Early on I shaved with electrical shavers, which are ok if you don’t wear a shirt (they leave too much irritating stubble) and don’t need a particularly close shave. One might say, “Electric shavers are great, as long as you use a razorblade afterwards.” In other words, they are mediocre at best. Some people swear by their Philips Norelco but I’ll stick to wet shaving.

The better multi-blade razor cartridges easily run you $3 a piece or more, even if you buy in bulk. Then there are the other accessories and products needed to get a lasting close shave without nicks, burns, or other discomfort. I thought I would share some of my experiences and close with some purchase recommendations that will save you money and give you better results.

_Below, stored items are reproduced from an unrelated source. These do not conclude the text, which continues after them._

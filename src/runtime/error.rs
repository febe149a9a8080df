/// Engine error taxonomy
///
/// Every variant is fatal to the current run. Gate-driven skipping is not an
/// error and has no variant here.

use thiserror::Error;

#[derive(Debug, Error)]
pub enum EngineError {
    #[error("cycle detected in workflow: {}", format_cycle(cycle))]
    CycleDetected { cycle: Vec<String> },

    #[error("edge '{edge_id}' has no target handle")]
    MissingTargetHandle { edge_id: String },

    #[error("no computation registered for node '{node_id}' of type '{node_type}'")]
    UnknownNodeType { node_id: String, node_type: String },

    #[error("node '{node_id}' failed: {source:#}")]
    NodeComputation {
        node_id: String,
        #[source]
        source: anyhow::Error,
    },

    #[error("node '{node_id}' did not finish within {timeout_ms}ms")]
    NodeTimeout { node_id: String, timeout_ms: u64 },

    #[error("duplicate node id: {0}")]
    DuplicateNodeId(String),

    #[error("edge '{edge_id}' references unknown node: {node_id}")]
    UnknownEdgeEndpoint { edge_id: String, node_id: String },

    #[error("a run is already in progress")]
    RunInProgress,

    #[error("run was aborted before completion")]
    RunAborted,
}

/// Render a cycle as a closed loop, e.g. `A -> B -> A`
fn format_cycle(cycle: &[String]) -> String {
    let mut parts: Vec<&str> = cycle.iter().map(String::as_str).collect();
    if let Some(first) = cycle.first() {
        parts.push(first);
    }
    parts.join(" -> ")
}

impl EngineError {
    /// Stable machine-readable name for API bodies and logs
    pub fn kind(&self) -> &'static str {
        match self {
            Self::CycleDetected { .. } => "cycle_detected",
            Self::MissingTargetHandle { .. } => "missing_target_handle",
            Self::UnknownNodeType { .. } => "unknown_node_type",
            Self::NodeComputation { .. } => "node_computation",
            Self::NodeTimeout { .. } => "node_timeout",
            Self::DuplicateNodeId(_) => "duplicate_node_id",
            Self::UnknownEdgeEndpoint { .. } => "unknown_edge_endpoint",
            Self::RunInProgress => "run_in_progress",
            Self::RunAborted => "run_aborted",
        }
    }

    /// Node the error is attributed to, if any
    pub fn node_id(&self) -> Option<&str> {
        match self {
            Self::UnknownNodeType { node_id, .. }
            | Self::NodeComputation { node_id, .. }
            | Self::NodeTimeout { node_id, .. } => Some(node_id),
            Self::DuplicateNodeId(id) => Some(id),
            _ => None,
        }
    }

    /// Whether the graph itself is invalid, as opposed to a node failing at run time
    pub fn is_graph_error(&self) -> bool {
        matches!(
            self,
            Self::CycleDetected { .. }
                | Self::MissingTargetHandle { .. }
                | Self::UnknownNodeType { .. }
                | Self::DuplicateNodeId(_)
                | Self::UnknownEdgeEndpoint { .. }
        )
    }
}

#[cfg(test)]
mod tests {
    use super::*;

    #[test]
    fn cycle_message_lists_path() {
        let err = EngineError::CycleDetected {
            cycle: vec!["A".into(), "B".into(), "C".into()],
        };
        assert_eq!(err.to_string(), "cycle detected in workflow: A -> B -> C -> A");
        assert!(err.is_graph_error());
    }

    #[test]
    fn computation_error_keeps_node_context() {
        let err = EngineError::NodeComputation {
            node_id: "sum".into(),
            source: anyhow::anyhow!("Invalid input"),
        };
        assert_eq!(err.node_id(), Some("sum"));
        assert_eq!(err.kind(), "node_computation");
        assert!(!err.is_graph_error());
        assert!(err.to_string().contains("Invalid input"));
    }
}
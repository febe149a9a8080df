/// Gate propagation
///
/// Tracks the nodes a run must not execute. The set grows online: each time a
/// gate's output resolves to `false`, the gate's children and everything
/// downstream of them over data edges are pruned. Pruning is a normal branch
/// outcome, never a failure.

use crate::runtime::graph::DependencyGraph;
use serde_json::Value;
use std::collections::HashSet;

/// Node IDs a run deliberately does not execute
#[derive(Debug, Default, Clone)]
pub struct SkipSet {
    skipped: HashSet<String>,
}

impl SkipSet {
    pub fn new() -> Self {
        Self::default()
    }

    pub fn is_skipped(&self, node_id: &str) -> bool {
        self.skipped.contains(node_id)
    }

    pub fn len(&self) -> usize {
        self.skipped.len()
    }

    pub fn is_empty(&self) -> bool {
        self.skipped.is_empty()
    }

    /// Apply a gate's computed output
    ///
    /// Only an output of exactly `false` prunes; any other value (including
    /// `null` and falsy numbers or strings) leaves the children runnable.
    /// Returns the IDs added by this call.
    pub fn apply_gate_output(
        &mut self,
        graph: &DependencyGraph,
        gate_id: &str,
        output: &Value,
    ) -> Vec<String> {
        if *output != Value::Bool(false) {
            return Vec::new();
        }

        let mut added = Vec::new();
        for child in graph.children_of(gate_id) {
            self.insert(child, &mut added);
            for dependent in graph.data_reachable_from(child) {
                self.insert(dependent, &mut added);
            }
        }

        tracing::debug!("Gate '{}' is closed, skipping {:?}", gate_id, added);
        added
    }

    fn insert(&mut self, node_id: &str, added: &mut Vec<String>) {
        if self.skipped.insert(node_id.to_string()) {
            added.push(node_id.to_string());
        }
    }
}
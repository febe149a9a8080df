/// Gateflow: graph execution engine for visual node workflows
///
/// This library runs editor-authored node graphs: it orders nodes
/// topologically, prunes subtrees nested under closed rule gates, resolves
/// each node's inputs from upstream outputs and executes registered node
/// computations one at a time.

// Core configuration and setup
pub mod config;

// Workflow model layer - snapshot types and the hot-swappable graph provider
pub mod workflow;

// Runtime execution engine - petgraph DAG scheduling, gating and node execution
pub mod runtime;

// Built-in node computations registered under the editor's type names
pub mod nodes;

// HTTP API layer - REST endpoints for the workflow snapshot and run control
pub mod api;

// Server setup and initialization
pub mod server;

// Re-export commonly used types for external consumers
pub use runtime::{EngineError, ExecutionEngine, NodeRegistry, RunReport};
pub use server::start_server;
pub use workflow::{Edge, GraphProvider, Node, RunStatus, Workflow};
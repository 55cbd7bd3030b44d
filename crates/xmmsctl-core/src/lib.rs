//! Core types: playlist entries, equalizer settings, exporters, tracing

pub mod equalizer;
pub mod export;
pub mod playlist;
pub mod sweep;
pub mod tracing;

pub use equalizer::{
    BAND_MAX, BAND_MIN, Equalizer, EqualizerError, NUM_BANDS, VOLUME_MAX, VOLUME_MIN, check_band,
};
pub use export::{FormatParseError, PlaylistFormat, escape_xml, render};
pub use playlist::PlaylistEntry;
pub use sweep::{SWEEP_AMPLITUDE, SWEEP_INTERVAL, SWEEP_STEPS, SweepPlan, sweep_bands};
pub use self::tracing::{TracingConfig, TracingError, TracingOutputFormat, init_tracing};
//! Remote-control sessions for the XMMS daemon.
//!
//! [`Remote`] is the session abstraction every command works against.
//! [`XmmsRemote`] forwards each call to the native `libxmms` client library;
//! [`MemoryRemote`] keeps the player state in process.

pub mod error;
pub mod memory;
pub mod remote;

#[cfg(unix)]
mod ffi;
#[cfg(unix)]
pub mod xmms;

pub use error::{RemoteError, RemoteResult};
pub use memory::MemoryRemote;
pub use remote::{ConnectOptions, DEFAULT_LIBRARY, Remote, StreamInfo, Window};
#[cfg(unix)]
pub use xmms::XmmsRemote;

After moving to Japan and wearing a “waishatsu” (dress shirt) every day, I moved on to better razorblades – first dualies, followed by triples, then quad blades. Every now and then I challenged myself to a shave with an old-school straight razor, which my grandfather swore by. In fact, I inherited my grandfather’s matching pair of ivory-handed straightedge razors, which he in turn received from his father. (Disclaimer to the PETA folks: they were made in the late 1800s, not from recently killed elephants.)

Both have the following inscription in the English Sheffield steel:

“KEEN as is this razors edge invisible” from Shakespeare Love’s Labor Lost – as well as a small portrait of the Bard of Avon.

Razor

Using them is definitely a challenge, not to mention laborious with the prep time, the stropping, etc. They’re not too popular with the TSA either, so something else must be used for regular and travel routines. Unfortunately straightedge shaves can be hard on the skin – you get a fair amount of sloughing at the same time – so, although saving lots of money on blades and electricity, not practical for a day-to-day routine. Not for me anyway.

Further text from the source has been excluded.